Its name is indeed strange. ROC stands for Receiver Operating Characteristic. Its origin is from sonar back in the 1940s. ROCs were used to measure how well a sonar signal (e.g., from an enemy submarine) could be detected from noise (a school of fish).
In order to do this, a model needs to not only correctly predict a positive as a positive, but also a negative as a negative.
The ROC curve does this by plotting sensitivity, the probability of predicting a real positive will be a positive, against 1-specificity, the probability of predicting a real negative will be a positive. (A previous article covered the specifics of sensitivity and specificity. It reviews what they mean and why it’s important to know how accurately the model is predicting positives and negatives separately.)
The best decision rule is high on sensitivity (true positive rate) and low on 1-specificity (false positive rate). It’s a rule that predicts most true positives will be a positive and few true negatives will be a positive.
Decision rules and models
I’ve been talking about decision rules, but what about models?
The thing is, predictive models like logistic regression don’t give you one decision rule. They give a predicted probability of a positive for each individual based on the values of that individual’s predictor values.
Your software may print out a classification table based on a default probability cutoff (usually .5). But really it’s up to you to decide what the probability cutoff should be to classify an individual as “predicted positive.”

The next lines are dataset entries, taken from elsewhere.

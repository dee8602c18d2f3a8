pub mod actions;
pub mod api;
pub mod config;
pub mod desktop;
pub mod error;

The default isn’t always the best decision rule. Chance is only .5 if positive and negative outcomes are equally likely.
They usually aren’t.
Likewise, sometimes the cost of misclassification is different for positives and negatives. If so, it can be reasonable to increase one type of misclassification in order to avoid the other.
And the optimal cutoff point isn’t always obvious.
Different models may do better at different decision rules. It’s hard to compare models as doing better or worse than each other if one performs better at one decision rule and the other does better at another.
The ROC Curve
Enter the ROC curve.
The ROC curve plots out the sensitivity (True Positive Rate) and 1-specificity (False Positive Rate) for every possible decision rule cutoff between 0 and 1 for a model.
This plot tells you a few different things.
A model that predicts at chance will have an ROC curve that looks like the diagonal green line. That is not a discriminating model. It’s basically guessing which individuals are positive and which are negative.
The further the curve is from the diagonal line, the better the model is at discriminating between positives and negatives in general. It results in more true positives and more true negatives (and therefore more false positives).
There are useful statistics that can be calculated from this curve. The Area Under the Curve (AUC or sometimes just “c”) tells you how well the model predicts. It’s very useful for comparing two competing models. The Youden Index tells you the optimal cut point for any given model (under specific circumstances).
Although you can use ROCs for evaluating and interpreting logistic regression models, they’re not limited to logistic regression. A common usage in medical studies is to run an ROC to see how much better a single continuous predictor (a “biomarker”) can predict disease status compared to chance.